What you will do:
Only the lines from the beginning of the data below through the line that contains "is not known." should be repeated, exactly as written.

Dataset records
>>>>

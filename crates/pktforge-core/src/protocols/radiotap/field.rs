use std::fmt;

use serde::Serialize;

use crate::codec::bits::{put_u16, put_u32, put_u64, read_uint};
use crate::codec::packet::hex;
use crate::codec::{ByteOrder, padding_len};

use super::layout;

/// Natural alignment and size of a known data field.
#[derive(Debug, Clone, Copy, PartialEq, Eq)]
pub struct FieldLayout {
    pub align: usize,
    pub size: usize,
}

/// Layout of the field announced by present bit `bit` of the first word of
/// a radiotap namespace, `None` when its size is not known.
pub fn field_layout(bit: u32) -> Option<FieldLayout> {
    let (align, size) = match bit {
        layout::TSFT_BIT => (8, 8),
        layout::FLAGS_BIT | layout::RATE_BIT => (1, 1),
        layout::CHANNEL_BIT => (2, 4),
        layout::FHSS_BIT => (2, 2),
        layout::DBM_ANTENNA_SIGNAL_BIT | layout::DBM_ANTENNA_NOISE_BIT => (1, 1),
        layout::LOCK_QUALITY_BIT | layout::TX_ATTENUATION_BIT | layout::DB_TX_ATTENUATION_BIT => {
            (2, 2)
        }
        layout::DBM_TX_POWER_BIT | layout::ANTENNA_BIT => (1, 1),
        layout::DB_ANTENNA_SIGNAL_BIT | layout::DB_ANTENNA_NOISE_BIT => (1, 1),
        layout::RX_FLAGS_BIT | layout::TX_FLAGS_BIT => (2, 2),
        layout::RTS_RETRIES_BIT | layout::DATA_RETRIES_BIT => (1, 1),
        layout::MCS_BIT => (1, 3),
        layout::AMPDU_STATUS_BIT => (4, 8),
        layout::VHT_BIT => (2, 12),
        _ => return None,
    };
    Some(FieldLayout { align, size })
}

/// A decoded radiotap data field. Multi-octet values are little-endian on
/// the wire.
#[derive(Debug, Clone, PartialEq, Eq, Hash, Serialize)]
pub enum RadiotapField {
    /// MAC timestamp in microseconds.
    Tsft(u64),
    Flags(u8),
    /// Units of 500 kbit/s.
    Rate(u8),
    Channel {
        frequency: u16,
        flags: u16,
    },
    Fhss {
        hop_set: u8,
        hop_pattern: u8,
    },
    AntennaSignalDbm(i8),
    AntennaNoiseDbm(i8),
    LockQuality(u16),
    TxAttenuation(u16),
    DbTxAttenuation(u16),
    TxPowerDbm(i8),
    Antenna(u8),
    AntennaSignalDb(u8),
    AntennaNoiseDb(u8),
    RxFlags(u16),
    TxFlags(u16),
    RtsRetries(u8),
    DataRetries(u8),
    Mcs {
        known: u8,
        flags: u8,
        mcs: u8,
    },
    AmpduStatus {
        reference: u32,
        flags: u16,
        delimiter_crc: u8,
        reserved: u8,
    },
    Vht {
        known: u16,
        flags: u8,
        bandwidth: u8,
        mcs_nss: [u8; 4],
        coding: u8,
        group_id: u8,
        partial_aid: u16,
    },
}

fn le(bytes: &[u8]) -> u64 {
    read_uint(bytes, ByteOrder::LittleEndian)
}

impl RadiotapField {
    /// Decode the field for present bit `bit` from exactly
    /// `field_layout(bit).size` bytes.
    pub fn from_bytes(bit: u32, b: &[u8]) -> Option<Self> {
        let expected = field_layout(bit)?;
        if b.len() != expected.size {
            return None;
        }
        Some(match bit {
            layout::TSFT_BIT => RadiotapField::Tsft(le(b)),
            layout::FLAGS_BIT => RadiotapField::Flags(b[0]),
            layout::RATE_BIT => RadiotapField::Rate(b[0]),
            layout::CHANNEL_BIT => RadiotapField::Channel {
                frequency: le(&b[0..2]) as u16,
                flags: le(&b[2..4]) as u16,
            },
            layout::FHSS_BIT => RadiotapField::Fhss {
                hop_set: b[0],
                hop_pattern: b[1],
            },
            layout::DBM_ANTENNA_SIGNAL_BIT => RadiotapField::AntennaSignalDbm(b[0] as i8),
            layout::DBM_ANTENNA_NOISE_BIT => RadiotapField::AntennaNoiseDbm(b[0] as i8),
            layout::LOCK_QUALITY_BIT => RadiotapField::LockQuality(le(b) as u16),
            layout::TX_ATTENUATION_BIT => RadiotapField::TxAttenuation(le(b) as u16),
            layout::DB_TX_ATTENUATION_BIT => RadiotapField::DbTxAttenuation(le(b) as u16),
            layout::DBM_TX_POWER_BIT => RadiotapField::TxPowerDbm(b[0] as i8),
            layout::ANTENNA_BIT => RadiotapField::Antenna(b[0]),
            layout::DB_ANTENNA_SIGNAL_BIT => RadiotapField::AntennaSignalDb(b[0]),
            layout::DB_ANTENNA_NOISE_BIT => RadiotapField::AntennaNoiseDb(b[0]),
            layout::RX_FLAGS_BIT => RadiotapField::RxFlags(le(b) as u16),
            layout::TX_FLAGS_BIT => RadiotapField::TxFlags(le(b) as u16),
            layout::RTS_RETRIES_BIT => RadiotapField::RtsRetries(b[0]),
            layout::DATA_RETRIES_BIT => RadiotapField::DataRetries(b[0]),
            layout::MCS_BIT => RadiotapField::Mcs {
                known: b[0],
                flags: b[1],
                mcs: b[2],
            },
            layout::AMPDU_STATUS_BIT => RadiotapField::AmpduStatus {
                reference: le(&b[0..4]) as u32,
                flags: le(&b[4..6]) as u16,
                delimiter_crc: b[6],
                reserved: b[7],
            },
            layout::VHT_BIT => RadiotapField::Vht {
                known: le(&b[0..2]) as u16,
                flags: b[2],
                bandwidth: b[3],
                mcs_nss: [b[4], b[5], b[6], b[7]],
                coding: b[8],
                group_id: b[9],
                partial_aid: le(&b[10..12]) as u16,
            },
            _ => return None,
        })
    }

    /// Present bit announcing this field.
    pub fn bit(&self) -> u32 {
        use RadiotapField::*;
        match self {
            Tsft(_) => layout::TSFT_BIT,
            Flags(_) => layout::FLAGS_BIT,
            Rate(_) => layout::RATE_BIT,
            Channel { .. } => layout::CHANNEL_BIT,
            Fhss { .. } => layout::FHSS_BIT,
            AntennaSignalDbm(_) => layout::DBM_ANTENNA_SIGNAL_BIT,
            AntennaNoiseDbm(_) => layout::DBM_ANTENNA_NOISE_BIT,
            LockQuality(_) => layout::LOCK_QUALITY_BIT,
            TxAttenuation(_) => layout::TX_ATTENUATION_BIT,
            DbTxAttenuation(_) => layout::DB_TX_ATTENUATION_BIT,
            TxPowerDbm(_) => layout::DBM_TX_POWER_BIT,
            Antenna(_) => layout::ANTENNA_BIT,
            AntennaSignalDb(_) => layout::DB_ANTENNA_SIGNAL_BIT,
            AntennaNoiseDb(_) => layout::DB_ANTENNA_NOISE_BIT,
            RxFlags(_) => layout::RX_FLAGS_BIT,
            TxFlags(_) => layout::TX_FLAGS_BIT,
            RtsRetries(_) => layout::RTS_RETRIES_BIT,
            DataRetries(_) => layout::DATA_RETRIES_BIT,
            Mcs { .. } => layout::MCS_BIT,
            AmpduStatus { .. } => layout::AMPDU_STATUS_BIT,
            Vht { .. } => layout::VHT_BIT,
        }
    }

    pub fn layout(&self) -> FieldLayout {
        // Every variant maps to a bit with a known layout.
        field_layout(self.bit()).unwrap_or(FieldLayout { align: 1, size: 0 })
    }

    pub fn name(&self) -> &'static str {
        use RadiotapField::*;
        match self {
            Tsft(_) => "TSFT",
            Flags(_) => "Flags",
            Rate(_) => "Rate",
            Channel { .. } => "Channel",
            Fhss { .. } => "FHSS",
            AntennaSignalDbm(_) => "Antenna signal",
            AntennaNoiseDbm(_) => "Antenna noise",
            LockQuality(_) => "Lock quality",
            TxAttenuation(_) => "TX attenuation",
            DbTxAttenuation(_) => "dB TX attenuation",
            TxPowerDbm(_) => "TX power",
            Antenna(_) => "Antenna",
            AntennaSignalDb(_) => "dB antenna signal",
            AntennaNoiseDb(_) => "dB antenna noise",
            RxFlags(_) => "RX flags",
            TxFlags(_) => "TX flags",
            RtsRetries(_) => "RTS retries",
            DataRetries(_) => "Data retries",
            Mcs { .. } => "MCS",
            AmpduStatus { .. } => "A-MPDU status",
            Vht { .. } => "VHT",
        }
    }

    pub fn write_to(&self, out: &mut Vec<u8>) {
        use RadiotapField::*;
        let order = ByteOrder::LittleEndian;
        match self {
            Tsft(value) => put_u64(out, *value, order),
            Flags(value) | Rate(value) | Antenna(value) | AntennaSignalDb(value)
            | AntennaNoiseDb(value) | RtsRetries(value) | DataRetries(value) => out.push(*value),
            AntennaSignalDbm(value) | AntennaNoiseDbm(value) | TxPowerDbm(value) => {
                out.push(*value as u8)
            }
            Channel { frequency, flags } => {
                put_u16(out, *frequency, order);
                put_u16(out, *flags, order);
            }
            Fhss {
                hop_set,
                hop_pattern,
            } => out.extend_from_slice(&[*hop_set, *hop_pattern]),
            LockQuality(value) | TxAttenuation(value) | DbTxAttenuation(value)
            | RxFlags(value) | TxFlags(value) => put_u16(out, *value, order),
            Mcs { known, flags, mcs } => out.extend_from_slice(&[*known, *flags, *mcs]),
            AmpduStatus {
                reference,
                flags,
                delimiter_crc,
                reserved,
            } => {
                put_u32(out, *reference, order);
                put_u16(out, *flags, order);
                out.extend_from_slice(&[*delimiter_crc, *reserved]);
            }
            Vht {
                known,
                flags,
                bandwidth,
                mcs_nss,
                coding,
                group_id,
                partial_aid,
            } => {
                put_u16(out, *known, order);
                out.extend_from_slice(&[*flags, *bandwidth]);
                out.extend_from_slice(mcs_nss);
                out.extend_from_slice(&[*coding, *group_id]);
                put_u16(out, *partial_aid, order);
            }
        }
    }
}

impl fmt::Display for RadiotapField {
    fn fmt(&self, f: &mut fmt::Formatter<'_>) -> fmt::Result {
        use RadiotapField::*;
        match self {
            Tsft(value) => write!(f, "{} [us]", value),
            Flags(value) => write!(f, "0x{:02x}", value),
            Rate(value) => write!(f, "{} [Mbit/s]", f64::from(*value) * 0.5),
            Channel { frequency, flags } => {
                write!(f, "{} [MHz] flags 0x{:04x}", frequency, flags)
            }
            Fhss {
                hop_set,
                hop_pattern,
            } => write!(f, "hop set {} pattern {}", hop_set, hop_pattern),
            AntennaSignalDbm(value) | AntennaNoiseDbm(value) | TxPowerDbm(value) => {
                write!(f, "{} [dBm]", value)
            }
            AntennaSignalDb(value) | AntennaNoiseDb(value) => write!(f, "{} [dB]", value),
            LockQuality(value) | TxAttenuation(value) | DbTxAttenuation(value) => {
                write!(f, "{}", value)
            }
            RxFlags(value) | TxFlags(value) => write!(f, "0x{:04x}", value),
            Antenna(value) | RtsRetries(value) | DataRetries(value) => write!(f, "{}", value),
            Mcs { known, flags, mcs } => {
                write!(f, "known 0x{:02x} flags 0x{:02x} index {}", known, flags, mcs)
            }
            AmpduStatus {
                reference, flags, ..
            } => write!(f, "reference {} flags 0x{:04x}", reference, flags),
            Vht {
                known,
                bandwidth,
                mcs_nss,
                ..
            } => write!(
                f,
                "known 0x{:04x} bandwidth {} mcs/nss 0x{}",
                known,
                bandwidth,
                hex(mcs_nss)
            ),
        }
    }
}

/// A data field together with the alignment padding written before it.
/// Padding bytes are kept as received so that re-encoding is exact.
#[derive(Debug, Clone, PartialEq, Eq, Hash, Serialize)]
pub struct RadiotapDataField {
    pub align_padding: Vec<u8>,
    pub field: RadiotapField,
}

impl RadiotapDataField {
    /// A field without padding; builders add it with `padding_at_build`.
    pub fn new(field: RadiotapField) -> Self {
        Self {
            align_padding: Vec::new(),
            field,
        }
    }

    /// Padding this field needs when it would start at `offset` from the
    /// start of the radiotap header.
    pub fn required_padding(&self, offset: usize) -> usize {
        padding_len(offset, self.field.layout().align)
    }

    pub fn length(&self) -> usize {
        self.align_padding.len() + self.field.layout().size
    }
}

<<<<

Exercise response:
filename crates/pktforge-core/src/protocols/radiotap/field.rs
use std::fmt;

use serde::Serialize;

use crate::codec::bits::{put_u16, put_u32, put_u64, read_uint};
use crate::codec::packet::hex;
use crate::codec::{ByteOrder, padding_len};

use super::layout;

/// Natural alignment and size of a known data field.
#[derive(Debug, Clone, Copy, PartialEq, Eq)]
pub struct FieldLayout {
    pub align: usize,
    pub size: usize,
}

/// Layout of the field announced by present bit `bit` of the first word of
/// a radiotap namespace, `None` when its size is not known.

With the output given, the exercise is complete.